The file status flags and their semantics are described in
[open(2)](../man2/open.2.html).
**F_GETFL** (_void_)
Return (as the function result) the file access mode and
the file status flags; _arg_ is ignored.
**F_SETFL** (_int_)
Set the file status flags to the value specified by _arg_.
File access mode (**O_RDONLY**, **O_WRONLY**, **O_RDWR**) and file
creation flags (i.e., **O_CREAT**, **O_EXCL**, **O_NOCTTY**, **O_TRUNC**)
in _arg_ are ignored. On Linux, this operation can change
only the **O_APPEND**, **O_ASYNC**, **O_DIRECT**, **O_NOATIME**, and
**O_NONBLOCK** flags. It is not possible to change the **O_DSYNC**
and **O_SYNC** flags; see BUGS, below.Advisory record locking Linux implements traditional ("process-associated") UNIX record locks, as standardized by POSIX. For a Linux-specific alternative with better semantics, see the discussion of open file description locks below.
**F_SETLK**, **F_SETLKW**, and **F_GETLK** are used to acquire, release, and
test for the existence of record locks (also known as byte-range,
file-segment, or file-region locks). The third argument, _lock_, is
a pointer to a structure that has at least the following fields
(in unspecified order).
struct flock {
...
short l_type; /* Type of lock: F_RDLCK,
F_WRLCK, F_UNLCK */
short l_whence; /* How to interpret l_start:
SEEK_SET, SEEK_CUR, SEEK_END */
off_t l_start; /* Starting offset for lock */
off_t l_len; /* Number of bytes to lock */
pid_t l_pid; /* PID of process blocking our lock
(set by F_GETLK and F_OFD_GETLK) */
...
};
The _lwhence_, _lstart_, and _llen_ fields of this structure specify
the range of bytes we wish to lock. Bytes past the end of the
file may be locked, but not bytes before the start of the file.

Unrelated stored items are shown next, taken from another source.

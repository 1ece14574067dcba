//! `specflow prioritize <id> <top|bottom|N|before:ID|after:ID>`

use anyhow::Result;
use colored::Colorize;

use crate::commands::common::colored_status;
use crate::fs::Workspace;
use crate::prioritize::{reorder, Placement};

pub fn execute(workspace: &Workspace, id: String, placement: Placement) -> Result<()> {
    let (index, status) = workspace.transaction(|doc, _| {
        let index = reorder(doc, &id, placement.clone())?;
        Ok((index, doc.get(&id)?.status))
    })?;

    println!(
        "{} {} is now #{} in {}",
        "✓".green(),
        id.cyan(),
        index + 1,
        colored_status(status)
    );
    Ok(())
}
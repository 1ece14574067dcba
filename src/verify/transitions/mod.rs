//! Work unit state transitions
//!
//! This module handles:
//! - Validating a requested transition against the transition table
//! - Gating entry into `testing` and `done` on discovery, scenario and coverage checks
//! - Applying the transition to the unit and to the state columns in one step

mod preconditions;
mod state;
mod warnings;

#[cfg(test)]
mod tests;

// Public API
pub use state::{block_work_unit, transition_work_unit};
pub use warnings::{TransitionOutcome, Warning};

pub(crate) use state::apply_transition;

_lstart_ is the starting offset for the lock, and is interpreted
relative to either: the start of the file (if _lwhence_ is
**SEEK_SET**); the current file offset (if _lwhence_ is **SEEK_CUR**); or
the end of the file (if _lwhence_ is **SEEK_END**). In the final two
cases, _lstart_ can be a negative number provided the offset does
not lie before the start of the file.
_llen_ specifies the number of bytes to be locked. If _llen_ is
positive, then the range to be locked covers bytes _lstart_ up to
and including _lstart_+_llen_-1. Specifying 0 for _llen_ has the
special meaning: lock all bytes starting at the location specified
by _lwhence_ and _lstart_ through to the end of file, no matter how
large the file grows.
POSIX.1-2001 allows (but does not require) an implementation to
support a negative _llen_ value; if _llen_ is negative, the interval
described by _lock_ covers bytes _lstart_+_llen_ up to and including
_lstart_-1. This is supported since Linux 2.4.21 and Linux 2.5.49.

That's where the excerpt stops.